→ **Aim of the exercise**: Every line below that contains "payload" is to be copied.
* * * * * * *
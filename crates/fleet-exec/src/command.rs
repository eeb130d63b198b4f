use std::fmt;

use serde::Serialize;

use crate::error::ExecError;

/// A remote script invocation: `<dir>/<script> 'arg' ... [<<EOF ... EOF]`.
///
/// Positional arguments are single-quoted; an optional JSON payload follows
/// as a heredoc block.
#[derive(Debug, Clone, PartialEq, Eq)]
pub struct ScriptCommand {
    path: String,
    args: Vec<String>,
    payload: Option<String>,
}

fn quote(arg: &str) -> String {
    format!("'{}'", arg.replace('\'', r"'\''"))
}

impl ScriptCommand {
    pub fn new(scripts_dir: &str, script: &str) -> Self {
        Self {
            path: format!("{}/{}", scripts_dir.trim_end_matches('/'), script),
            args: Vec::new(),
            payload: None,
        }
    }

    pub fn arg(mut self, arg: impl fmt::Display) -> Self {
        self.args.push(arg.to_string());
        self
    }

    /// Attach a JSON payload as a heredoc block.
    pub fn payload<T: Serialize + ?Sized>(mut self, payload: &T) -> Result<Self, ExecError> {
        self.payload = Some(serde_json::to_string(payload)?);
        Ok(self)
    }

    /// Script file name without its directory.
    pub fn script(&self) -> &str {
        self.path.rsplit('/').next().unwrap_or(&self.path)
    }

    pub fn args(&self) -> &[String] {
        &self.args
    }
}

impl fmt::Display for ScriptCommand {
    fn fmt(&self, f: &mut fmt::Formatter<'_>) -> fmt::Result {
        f.write_str(&self.path)?;
        for arg in &self.args {
            write!(f, " {}", quote(arg))?;
        }
        if let Some(payload) = &self.payload {
            write!(f, " <<EOF\n{payload}\nEOF")?;
        }
        Ok(())
    }
}
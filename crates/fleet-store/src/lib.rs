//! State store seam for the fleet control plane.
//!
//! Handlers talk to a [`StoreTx`] unit of work obtained from a
//! [`StateStore`]; the dispatcher owns commit and rollback. [`MemoryStore`]
//! is the in-process implementation used by `fleetctl replay` and tests.

pub mod error;
#[cfg(any(test, feature = "fixture"))]
pub mod fixture;
pub mod memory;
pub mod snapshot;
pub mod store;

pub use error::StoreError;
pub use memory::MemoryStore;
pub use snapshot::FleetSnapshot;
pub use store::{
    Endpoint, InstanceUpdate, MigrationUpdate, Nic, StateStore, StoreTx, VolumeUpdate,
};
* * * * * * *
→ **Your solution**:
/// Positional arguments are single-quoted; an optional JSON payload follows
    payload: Option<String>,
            payload: None,
    /// Attach a JSON payload as a heredoc block.
    pub fn payload<T: Serialize + ?Sized>(mut self, payload: &T) -> Result<Self, ExecError> {
        self.payload = Some(serde_json::to_string(payload)?);
        if let Some(payload) = &self.payload {
            write!(f, " <<EOF\n{payload}\nEOF")?;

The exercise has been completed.